- How to complete this task
From the data below, return each line in which the string "type" is found.

- Data records

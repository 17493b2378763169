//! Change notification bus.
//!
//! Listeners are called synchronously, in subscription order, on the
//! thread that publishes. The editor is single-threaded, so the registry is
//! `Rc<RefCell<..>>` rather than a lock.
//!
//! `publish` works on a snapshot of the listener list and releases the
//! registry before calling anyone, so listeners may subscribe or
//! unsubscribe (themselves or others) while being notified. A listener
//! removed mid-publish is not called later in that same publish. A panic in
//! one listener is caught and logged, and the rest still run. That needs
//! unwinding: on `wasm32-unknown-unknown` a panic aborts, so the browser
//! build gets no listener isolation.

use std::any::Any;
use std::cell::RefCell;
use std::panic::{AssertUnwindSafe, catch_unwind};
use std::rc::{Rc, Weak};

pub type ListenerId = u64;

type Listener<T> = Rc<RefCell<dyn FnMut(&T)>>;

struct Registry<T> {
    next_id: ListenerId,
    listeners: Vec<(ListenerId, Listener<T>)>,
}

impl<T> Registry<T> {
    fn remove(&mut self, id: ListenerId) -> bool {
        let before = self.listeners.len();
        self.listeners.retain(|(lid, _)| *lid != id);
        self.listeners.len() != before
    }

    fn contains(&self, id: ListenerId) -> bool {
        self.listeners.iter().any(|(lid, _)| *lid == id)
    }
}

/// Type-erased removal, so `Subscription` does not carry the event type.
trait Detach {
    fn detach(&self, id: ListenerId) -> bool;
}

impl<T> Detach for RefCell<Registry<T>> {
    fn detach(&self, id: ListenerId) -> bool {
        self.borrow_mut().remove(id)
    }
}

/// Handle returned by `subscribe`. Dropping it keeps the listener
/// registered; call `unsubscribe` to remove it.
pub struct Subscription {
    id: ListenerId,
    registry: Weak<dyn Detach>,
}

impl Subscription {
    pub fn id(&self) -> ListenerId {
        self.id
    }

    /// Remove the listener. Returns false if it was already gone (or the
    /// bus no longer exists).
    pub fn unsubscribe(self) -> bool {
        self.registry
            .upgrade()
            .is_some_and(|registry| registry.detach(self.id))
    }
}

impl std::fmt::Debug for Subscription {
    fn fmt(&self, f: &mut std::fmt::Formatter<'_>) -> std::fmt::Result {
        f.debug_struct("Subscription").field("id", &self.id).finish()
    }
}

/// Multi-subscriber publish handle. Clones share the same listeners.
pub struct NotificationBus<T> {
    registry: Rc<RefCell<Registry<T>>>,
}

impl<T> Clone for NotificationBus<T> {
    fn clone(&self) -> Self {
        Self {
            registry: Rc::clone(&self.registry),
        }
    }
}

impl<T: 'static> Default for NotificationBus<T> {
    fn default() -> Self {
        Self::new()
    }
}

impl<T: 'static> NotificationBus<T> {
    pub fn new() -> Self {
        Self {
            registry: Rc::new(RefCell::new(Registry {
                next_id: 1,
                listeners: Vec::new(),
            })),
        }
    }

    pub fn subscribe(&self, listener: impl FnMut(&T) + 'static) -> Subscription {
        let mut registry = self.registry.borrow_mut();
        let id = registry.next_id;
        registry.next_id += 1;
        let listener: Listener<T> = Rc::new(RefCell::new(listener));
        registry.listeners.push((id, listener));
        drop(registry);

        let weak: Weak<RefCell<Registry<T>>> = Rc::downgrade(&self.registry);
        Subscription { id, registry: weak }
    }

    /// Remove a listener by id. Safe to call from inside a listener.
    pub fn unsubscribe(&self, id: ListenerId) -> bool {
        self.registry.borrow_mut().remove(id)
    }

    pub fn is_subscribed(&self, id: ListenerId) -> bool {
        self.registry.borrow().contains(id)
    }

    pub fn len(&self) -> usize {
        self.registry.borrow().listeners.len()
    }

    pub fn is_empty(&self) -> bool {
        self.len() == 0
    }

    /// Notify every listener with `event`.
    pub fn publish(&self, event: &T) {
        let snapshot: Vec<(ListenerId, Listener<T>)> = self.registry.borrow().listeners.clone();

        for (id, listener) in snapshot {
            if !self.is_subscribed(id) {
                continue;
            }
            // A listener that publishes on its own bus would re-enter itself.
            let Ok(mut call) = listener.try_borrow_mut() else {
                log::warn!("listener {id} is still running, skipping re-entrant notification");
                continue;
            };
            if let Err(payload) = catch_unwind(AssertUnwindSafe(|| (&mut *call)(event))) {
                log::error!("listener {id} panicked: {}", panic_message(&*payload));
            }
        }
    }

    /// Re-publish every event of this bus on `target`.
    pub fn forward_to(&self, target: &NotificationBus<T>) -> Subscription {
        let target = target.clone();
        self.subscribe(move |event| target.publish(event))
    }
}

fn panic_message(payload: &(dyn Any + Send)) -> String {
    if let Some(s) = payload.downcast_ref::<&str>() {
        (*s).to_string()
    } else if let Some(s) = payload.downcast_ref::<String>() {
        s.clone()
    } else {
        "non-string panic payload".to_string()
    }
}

* * *

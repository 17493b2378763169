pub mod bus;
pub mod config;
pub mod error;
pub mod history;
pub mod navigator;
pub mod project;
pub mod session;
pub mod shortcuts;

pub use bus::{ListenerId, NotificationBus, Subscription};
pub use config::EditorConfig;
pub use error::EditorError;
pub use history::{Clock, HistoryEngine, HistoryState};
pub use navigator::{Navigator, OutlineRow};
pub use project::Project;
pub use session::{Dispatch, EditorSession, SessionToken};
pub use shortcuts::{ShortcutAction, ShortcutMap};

- Written answer
pub type ListenerId = u64;
type Listener<T> = Rc<RefCell<dyn FnMut(&T)>>;
/// Type-erased removal, so `Subscription` does not carry the event type.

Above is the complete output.